Resolution of diabetes insipidus following Sodium cromoglicate for mast cell disorder
Falinska A, Todd JF. Imperial Centre For Endocrinology, Imperial College Healthcare NHS Trust, Hammersmith Hospital.
Central diabetes insipidus (DI) is characterised by polyuria, polydipsia, and
nocturia and is due to vasopressin deficiency. The prognosis depends on the underlying aetiology but in the majority of cases, it is a lifelong condition.

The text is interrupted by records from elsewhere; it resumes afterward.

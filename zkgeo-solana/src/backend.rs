//! The opaque proving backend.
//!
//! Proof generation is an external, CPU-bound call taking 10-30 s; the
//! session runs it on the blocking pool. The backend has no internal
//! concurrency of its own and cannot be cancelled once started.

use zkgeo_common::{ProverInput, ProverResponse};

use crate::error::GeofenceError;

/// An opaque Groth16 proving function.
///
/// Implementations wrap whatever actually computes the proof (a snarkjs
/// subprocess, a wasm runtime, a remote prover). Failures are surfaced
/// verbatim as [`GeofenceError::Backend`]; the session never retries.
pub trait ProvingBackend: Send + Sync {
    fn prove(&self, input: &ProverInput) -> Result<ProverResponse, GeofenceError>;
}
//! Shared geofence proof pipeline.
//!
//! Everything the per-request packer and the offline verifying-key
//! converter have in common lives here: coordinate quantization, the
//! fixed-width field-element codec, the point transform layer, public
//! signal layout versioning, and region membership. Keeping both paths
//! on this one crate is deliberate; a byte-order or swap divergence
//! between them does not type-check differently, it just makes the
//! verifier reject everything.

pub mod field;
pub mod pack;
pub mod quant;
pub mod region;
pub mod transform;
pub mod vk;

pub use field::{decode_be, decode_le, encode_be, encode_le, parse_decimal, FieldCodecError,
    FIELD_BYTES, MODULUS, MODULUS_DECIMAL};
pub use pack::{
    pack_proof, pack_public_signals, pack_response, Groth16ProofJson, PackError, ProofPacked,
    ProverInput, ProverResponse, PublicInputsPacked, SignalLayout,
};
pub use quant::{dequantize, quantize, quantize_signal, QuantizeError, SCALE};
pub use region::{
    builtin_catalog, BoundingBox, GeoPoint, Region, RegionCatalog, RegionError,
    DYNAMIC_REGION_HALF_SIZE,
};
pub use transform::{negate_y, swap_pair};
pub use vk::{convert_verifying_key, render_rust_module, VerifyingKeyJson, VerifyingKeyTable};

impl ProverInput {
    /// Build the backend witness input from a detected point, the target
    /// geofence, and a salt decimal string.
    ///
    /// Quantization happens here, before proving; nothing downstream ever
    /// sees floating point again.
    pub fn from_location(
        point: GeoPoint,
        bounds: BoundingBox,
        salt: &str,
    ) -> Result<Self, QuantizeError> {
        Ok(Self {
            user_lat: quantize_signal(point.lat)?,
            user_lon: quantize_signal(point.lon)?,
            min_lat: quantize_signal(bounds.min_lat)?,
            max_lat: quantize_signal(bounds.max_lat)?,
            min_lon: quantize_signal(bounds.min_lon)?,
            max_lon: quantize_signal(bounds.max_lon)?,
            salt: salt.to_string(),
        })
    }
}
//! Brightness projection of RGB images.

use crate::error::{Error, Result};
use crate::raster::{depth_mask, PixelMatrix};

/// ITU-R BT.601 weights for red, green and blue.
pub const LUMA_WEIGHTS: [f64; 3] = [0.299, 0.587, 0.114];

/// A single-channel grid of floating point brightness values.
#[derive(Debug, Clone, PartialEq)]
pub struct LumaPlane {
    width: usize,
    height: usize,
    values: Vec<f64>,
}

impl LumaPlane {
    /// Projects a 3-channel matrix onto luma.
    pub fn from_matrix(matrix: &PixelMatrix) -> Result<Self> {
        if matrix.channel_count() != 3 {
            return Err(Error::invalid(format!(
                "luma needs exactly 3 channels, got {}",
                matrix.channel_count()
            )));
        }
        let values = matrix
            .samples()
            .chunks_exact(3)
            .map(|px| {
                px.iter()
                    .zip(LUMA_WEIGHTS)
                    .map(|(&v, w)| f64::from(v) * w)
                    .sum::<f64>()
            })
            .collect();
        Ok(Self {
            width: matrix.width(),
            height: matrix.height(),
            values,
        })
    }

    pub(crate) fn from_values(width: usize, height: usize, values: Vec<f64>) -> Self {
        debug_assert_eq!(values.len(), width * height);
        Self {
            width,
            height,
            values,
        }
    }

    #[inline]
    pub fn width(&self) -> usize {
        self.width
    }

    #[inline]
    pub fn height(&self) -> usize {
        self.height
    }

    /// Row-major values.
    #[inline]
    pub fn values(&self) -> &[f64] {
        &self.values
    }

    #[inline]
    pub fn get(&self, row: usize, col: usize) -> Option<f64> {
        if row >= self.height || col >= self.width {
            return None;
        }
        Some(self.values[row * self.width + col])
    }

    /// Rounds every value into a one-channel matrix of depth `bits`,
    /// clamping to the depth's range.
    pub fn to_matrix(&self, bits: u8) -> Result<PixelMatrix> {
        let max = f64::from(depth_mask(bits));
        let samples = self
            .values
            .iter()
            .map(|&v| v.round().clamp(0.0, max) as u32)
            .collect();
        PixelMatrix::new(self.width, self.height, vec![bits], samples)
    }
}
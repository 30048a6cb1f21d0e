//! Conversion between image files and [`PixelMatrix`].
//!
//! Decoding and encoding are delegated to the `image` crate. This module
//! only decides how a decoded color type maps to per-channel bit depths
//! and how samples are rescaled when written back.

use super::matrix::{depth_mask, PixelMatrix};
use crate::error::{Error, Result};
use image::{ColorType, DynamicImage, ImageBuffer};
use std::path::Path;

/// How samples are mapped to the output range when saving.
#[derive(Debug, Clone, Copy, Default, PartialEq, Eq)]
pub enum Scaling {
    /// `0..2^depth` of each channel maps onto the full output range.
    #[default]
    Depth,
    /// The smallest and largest sample in the matrix map onto the full
    /// output range.
    Stretch,
}

/// Returns the per-channel bit depths for a decoded color type.
pub fn channel_bits(color: ColorType) -> Result<Vec<u8>> {
    let (channels, bits) = match color {
        ColorType::L8 => (1, 8),
        ColorType::La8 => (2, 8),
        ColorType::Rgb8 => (3, 8),
        ColorType::Rgba8 => (4, 8),
        ColorType::L16 => (1, 16),
        ColorType::La16 => (2, 16),
        ColorType::Rgb16 => (3, 16),
        ColorType::Rgba16 => (4, 16),
        other => {
            return Err(Error::unsupported(format!(
                "no bit depth defined for color type {other:?}"
            )))
        }
    };
    Ok(vec![bits; channels])
}

/// Loads an image file.
pub fn load(path: impl AsRef<Path>) -> Result<PixelMatrix> {
    let path = path.as_ref();
    if !path.is_file() {
        return Err(Error::NotFound(path.to_path_buf()));
    }
    let image = image::open(path)?;
    let matrix = from_dynamic(&image)?;
    tracing::debug!(
        path = %path.display(),
        width = matrix.width(),
        height = matrix.height(),
        bits = ?matrix.bits_per_channel(),
        "Loaded image"
    );
    Ok(matrix)
}

/// Saves a 1-, 3- or 4-channel matrix, rescaled per channel depth.
pub fn save(matrix: &PixelMatrix, path: impl AsRef<Path>) -> Result<()> {
    save_with(matrix, path, Scaling::Depth)
}

/// Saves a matrix with an explicit [`Scaling`].
pub fn save_with(matrix: &PixelMatrix, path: impl AsRef<Path>, scaling: Scaling) -> Result<()> {
    let path = path.as_ref();
    let image = to_dynamic(matrix, scaling)?;
    image.save(path)?;
    tracing::debug!(path = %path.display(), channels = matrix.channel_count(), "Saved image");
    Ok(())
}

/// Converts a decoded image into a matrix.
pub fn from_dynamic(image: &DynamicImage) -> Result<PixelMatrix> {
    let bits = channel_bits(image.color())?;
    let samples: Vec<u32> = match image {
        DynamicImage::ImageLuma8(buf) => widen(buf.as_raw()),
        DynamicImage::ImageLumaA8(buf) => widen(buf.as_raw()),
        DynamicImage::ImageRgb8(buf) => widen(buf.as_raw()),
        DynamicImage::ImageRgba8(buf) => widen(buf.as_raw()),
        DynamicImage::ImageLuma16(buf) => widen(buf.as_raw()),
        DynamicImage::ImageLumaA16(buf) => widen(buf.as_raw()),
        DynamicImage::ImageRgb16(buf) => widen(buf.as_raw()),
        DynamicImage::ImageRgba16(buf) => widen(buf.as_raw()),
        other => {
            return Err(Error::unsupported(format!(
                "cannot read samples of color type {:?}",
                other.color()
            )))
        }
    };
    PixelMatrix::new(
        image.width() as usize,
        image.height() as usize,
        bits,
        samples,
    )
}

/// Renders a matrix as an 8-bit image, or 16-bit when any channel is
/// deeper than 8 bits.
pub fn to_dynamic(matrix: &PixelMatrix, scaling: Scaling) -> Result<DynamicImage> {
    let channels = matrix.channel_count();
    if !matches!(channels, 1 | 3 | 4) {
        return Err(Error::unsupported(format!(
            "no image representation for {channels} channels"
        )));
    }
    let width = u32::try_from(matrix.width())
        .map_err(|_| Error::unsupported("image width exceeds u32"))?;
    let height = u32::try_from(matrix.height())
        .map_err(|_| Error::unsupported("image height exceeds u32"))?;

    let wide = matrix.bits_per_channel().iter().any(|&b| b > 8);
    let target_bits = if wide { 16 } else { 8 };
    let scaled = rescale(matrix, scaling, target_bits);
    let too_small = || Error::unsupported("sample buffer does not match image dimensions");

    let image = if wide {
        let raw: Vec<u16> = scaled.iter().map(|&v| v as u16).collect();
        match channels {
            1 => DynamicImage::ImageLuma16(
                ImageBuffer::from_raw(width, height, raw).ok_or_else(too_small)?,
            ),
            3 => DynamicImage::ImageRgb16(
                ImageBuffer::from_raw(width, height, raw).ok_or_else(too_small)?,
            ),
            _ => DynamicImage::ImageRgba16(
                ImageBuffer::from_raw(width, height, raw).ok_or_else(too_small)?,
            ),
        }
    } else {
        let raw: Vec<u8> = scaled.iter().map(|&v| v as u8).collect();
        match channels {
            1 => DynamicImage::ImageLuma8(
                ImageBuffer::from_raw(width, height, raw).ok_or_else(too_small)?,
            ),
            3 => DynamicImage::ImageRgb8(
                ImageBuffer::from_raw(width, height, raw).ok_or_else(too_small)?,
            ),
            _ => DynamicImage::ImageRgba8(
                ImageBuffer::from_raw(width, height, raw).ok_or_else(too_small)?,
            ),
        }
    };
    Ok(image)
}

fn widen<T: Copy + Into<u32>>(raw: &[T]) -> Vec<u32> {
    raw.iter().map(|&v| v.into()).collect()
}

/// Maps samples onto `0..2^target_bits`.
fn rescale(matrix: &PixelMatrix, scaling: Scaling, target_bits: u8) -> Vec<u32> {
    let target_max = u64::from(depth_mask(target_bits));
    let bits = matrix.bits_per_channel();
    let count = bits.len();

    match scaling {
        Scaling::Depth => matrix
            .samples()
            .iter()
            .enumerate()
            .map(|(i, &v)| {
                let source_max = u64::from(depth_mask(bits[i % count]));
                ((u64::from(v) * target_max + source_max / 2) / source_max) as u32
            })
            .collect(),
        Scaling::Stretch => {
            let min = matrix.samples().iter().copied().min().unwrap_or(0);
            let max = matrix.samples().iter().copied().max().unwrap_or(0);
            let span = u64::from(max - min);
            matrix
                .samples()
                .iter()
                .map(|&v| {
                    if span == 0 {
                        0
                    } else {
                        ((u64::from(v - min) * target_max + span / 2) / span) as u32
                    }
                })
                .collect()
        }
    }
}

#[cfg(test)]
mod tests {
    use super::*;

    #[test]
    fn test_channel_bits_table() {
        assert_eq!(channel_bits(ColorType::L8).unwrap(), vec![8]);
        assert_eq!(channel_bits(ColorType::Rgba8).unwrap(), vec![8; 4]);
        assert_eq!(channel_bits(ColorType::Rgb16).unwrap(), vec![16; 3]);
        assert!(matches!(
            channel_bits(ColorType::Rgb32F),
            Err(Error::UnsupportedFormat(_))
        ));
    }

    #[test]
    fn test_dynamic_round_trip_rgb8() {
        let m = PixelMatrix::from_fn(3, 2, vec![8, 8, 8], |r, c, ch| (r * 40 + c * 7 + ch) as u32)
            .unwrap();
        let image = to_dynamic(&m, Scaling::Depth).unwrap();

        assert_eq!(image.color(), ColorType::Rgb8);
        assert_eq!(from_dynamic(&image).unwrap(), m);
    }

    #[test]
    fn test_two_channels_unsupported() {
        let m = PixelMatrix::new(1, 1, vec![8, 8], vec![0, 0]).unwrap();
        assert!(matches!(
            to_dynamic(&m, Scaling::Depth),
            Err(Error::UnsupportedFormat(_))
        ));
    }

    #[test]
    fn test_depth_scaling_of_one_bit_plane() {
        let m = PixelMatrix::new(2, 1, vec![1], vec![0, 1]).unwrap();
        let image = to_dynamic(&m, Scaling::Depth).unwrap();

        assert_eq!(image.as_bytes(), &[0, 255]);
    }

    #[test]
    fn test_stretch_scaling() {
        let m = PixelMatrix::new(3, 1, vec![8], vec![10, 15, 20]).unwrap();
        let image = to_dynamic(&m, Scaling::Stretch).unwrap();

        assert_eq!(image.as_bytes(), &[0, 128, 255]);
    }

    #[test]
    fn test_wide_channel_saves_16_bit() {
        let m = PixelMatrix::new(1, 1, vec![16], vec![0x1234]).unwrap();
        let image = to_dynamic(&m, Scaling::Depth).unwrap();

        assert_eq!(image.color(), ColorType::L16);
        assert_eq!(from_dynamic(&image).unwrap(), m);
    }

    #[test]
    fn test_load_missing_file() {
        let result = load("/nonexistent/bitplane/missing.png");
        assert!(matches!(result, Err(Error::NotFound(_))));
    }

    #[test]
    fn test_file_round_trip() {
        let path = std::env::temp_dir().join(format!("bitplane-codec-{}.png", std::process::id()));
        let m = PixelMatrix::from_fn(4, 4, vec![8; 4], |r, c, ch| ((r * 4 + c) * 13 + ch) as u32)
            .unwrap();

        save(&m, &path).unwrap();
        let loaded = load(&path).unwrap();
        let _ = std::fs::remove_file(&path);

        assert_eq!(loaded, m);
    }
}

This is a case of 26-year-old male who presented with 5 year history of extreme fatigue, malaise, lethargy, dizziness and pre-syncopal episodes. He arrived for the appointment with a big 5L bottle of water and admitted to polydipsia, polyuria and nocturia for several years. Previously he had successful ablation for re-entrant tachycardia/atrial fibrillation and neurological causes of his episodes were excluded. He was diagnosed with postural orthostatic tachycardia syndrome (POTS). Water deprivation test confirmed cranial diabetes insipidus and his symptoms improved following initiation of DDAVP. His inflammatory markers were normal and his MRI pituitary scan and anterior pituitary function tests were both normal. Following being diagnosed with DI, he developed severe skin reaction with intermittent urticaria to diary and soya probiotic drinks, dogs, cats and polyester. He was diagnosed with mast cell activation disorder and started on Sodium cromoglicate orally. Within a few weeks of starting this treatment he stopped taking DDAVP of his own volition, as he felt unwell. Without DDAVP he was only drinking 1.5 litres a day with no nocturia. His electrolytes remained normal and repeated water deprivation test showed complete resolution of diabetes insipidus.
We were unable to identify any recognised cause of his DI such as brain tumours, trauma, neurosurgery, granulomas - sarcoidosis, histiocytosis, infection, hemochromatosis and infundibulo-neurohypophysitis. Above conditions can be associated with infiltration of hypothalamus and /or posterior pituitary. As this patient was diagnosed with mast cell activation disorder, it is possible that his mastocytes infiltrated his hypothalamus causing DI. . Sodium cromoglicate is a mast cell stabiliser and prevents release of their chemical contents. It appears that his diabetes insipidus has completely resolved following initiation of this agent suggesting that mastocytes played crucial role in pathophysiology of DI in his case.